Spurred on by the ruling of judges Farlam and Cloete, Hulley confirmed that he and Zuma's advocate, Kemp J Kemp SC, would meet today to prepare a leave to appeal application to the Constitutional Court, which they have to file within 15 days.

They will have to challenge the majority ruling given by judges Robert Nugent, Nathan Ponnan and Dunstan Mlambo, in which they disagreed with judges Farlam and Cloete and found that Judge Hurt's reasoning reflected an approach that was "fundamentally unsound".

Judge Nugent found that the Scorpions had a statutory authority to investigate suspected criminal activity and were therefore given "wide powers of search and seizure" that enabled their officers to conduct searches without specifying exactly what they were looking for *2.

While four agreed, for different reasons, that the documents should be preserved, Judge Ponnan found that the state's conduct in the raid on Mohamed amounted to nothing less than a naked invasion *3 of her privacy of her home and office without the requisite justification.

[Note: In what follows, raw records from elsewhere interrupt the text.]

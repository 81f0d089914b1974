//! The `RegistryHandler` state machine: capability probe, health check,
//! and the MIRROR/SERVE_MANIFEST/SERVE_BLOB/NOT_FOUND dispatch table.

use axum::body::Body;
use axum::extract::{OriginalUri, State};
use axum::http::{header, HeaderMap, Method, StatusCode};
use axum::response::{IntoResponse, Response};
use ocimesh_reference::{blob_reference, manifest_reference, Reference};
use tokio_util::io::ReaderStream;
use tracing::warn;

use crate::mirror;
use crate::state::AppState;

/// `GET /healthz`.
pub async fn healthz() -> StatusCode {
    StatusCode::OK
}

/// `GET /v2` and `GET /v2/`: the OCI v2 capability probe. Any other method
/// is a miss, not a method-not-allowed.
pub async fn capability_probe(method: Method) -> Response {
    if method == Method::GET {
        StatusCode::OK.into_response()
    } else {
        StatusCode::NOT_FOUND.into_response()
    }
}

fn truthy(headers: &HeaderMap, name: &str) -> bool {
    headers
        .get(name)
        .and_then(|v| v.to_str().ok())
        .is_some_and(|v| v.eq_ignore_ascii_case("true") || v == "1")
}

/// `GET|HEAD /v2/*path`: classify the request and dispatch to the matching
/// state. Any other method, or a missing `X-Remote-Registry` header, is a
/// miss.
pub async fn dispatch(State(state): State<AppState>, method: Method, uri: OriginalUri, headers: HeaderMap) -> Response {
    if method != Method::GET && method != Method::HEAD {
        return StatusCode::NOT_FOUND.into_response();
    }

    let Some(remote_registry) = headers.get("x-remote-registry").and_then(|v| v.to_str().ok()) else {
        return StatusCode::NOT_FOUND.into_response();
    };
    let path = uri.0.path();

    if truthy(&headers, "x-mirror") {
        return mirror::handle(&state, method, path, remote_registry, &headers).await;
    }

    if let Ok(Some(reference)) = manifest_reference(remote_registry, path) {
        return serve_manifest(&state, &method, &reference).await;
    }
    match blob_reference(remote_registry, path) {
        Ok(Some(reference)) => serve_blob(&state, &method, &reference).await,
        _ => StatusCode::NOT_FOUND.into_response(),
    }
}

/// Serve a manifest from the local content store.
///
/// Tag-valued references are always a miss: resolving a tag to a digest at
/// this layer is not implemented (treated as an open question resolved in
/// favor of "miss until a resolver exists").
pub(crate) async fn serve_manifest(state: &AppState, method: &Method, reference: &Reference) -> Response {
    let Some(digest) = reference.digest() else {
        return StatusCode::NOT_FOUND.into_response();
    };

    match state.oci.get_content(digest).await {
        Ok((bytes, media_type)) => {
            let builder = Response::builder()
                .status(StatusCode::OK)
                .header(header::CONTENT_TYPE, media_type)
                .header(header::CONTENT_LENGTH, bytes.len())
                .header("Docker-Content-Digest", digest.to_string());

            let body = if *method == Method::HEAD { Body::empty() } else { Body::from(bytes) };
            builder.body(body).unwrap_or_else(|_| StatusCode::NOT_FOUND.into_response())
        }
        Err(_) => StatusCode::NOT_FOUND.into_response(),
    }
}

/// Serve a blob from the local content store, streaming the body without
/// buffering the whole thing in memory.
pub(crate) async fn serve_blob(state: &AppState, method: &Method, reference: &Reference) -> Response {
    let digest = reference
        .digest()
        .expect("blob_reference only yields digest-valued references");

    let size = match state.oci.get_size(digest).await {
        Ok(size) => size,
        Err(_) => return StatusCode::NOT_FOUND.into_response(),
    };

    let builder = Response::builder()
        .status(StatusCode::OK)
        .header(header::CONTENT_LENGTH, size)
        .header("Docker-Content-Digest", digest.to_string());

    if *method == Method::HEAD {
        return builder.body(Body::empty()).unwrap_or_else(|_| StatusCode::NOT_FOUND.into_response());
    }

    let (reader, mut writer) = tokio::io::duplex(64 * 1024);
    let oci = state.oci.clone();
    let digest = digest.clone();
    tokio::spawn(async move {
        if let Err(err) = oci.copy(&digest, &mut writer).await {
            warn!(%err, "blob copy failed mid-stream");
        }
    });

    builder
        .body(Body::from_stream(ReaderStream::new(reader)))
        .unwrap_or_else(|_| StatusCode::NOT_FOUND.into_response())
}

/// `/metrics`.
pub async fn metrics_endpoint(State(metrics): State<crate::metrics::Metrics>) -> impl IntoResponse {
    match metrics.render() {
        Ok(body) => body,
        Err(err) => {
            tracing::error!(%err, "failed to render metrics");
            String::new()
        }
    }
}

"She thus has a right grounded in the constitution to the return of the documents unlawfully seized from her," he found.

With acknowledgements to Karyn Maughan and The Star.



*1       Was it? This is news to me.


*2      It makes sense. A search warrant is not an Anton Piller order?


*3      This is nonsense.

These days with the principle of client-attorney privilege, criminals simply get their attorneys to keep incriminating records.

Therefore client-attorney privilege cannot simply cover every single record in an attorney's possession or safekeeping.

Only items relating directly to bone fide client-attorney privilege, such as outline and details of defence strategy, legal advice, etc. should be subject to such privilege.

Indeed in this specific case, Juleka Mohamed is not and never was even Zuma's official attorney.

She is someone with a Cuban legal qualification.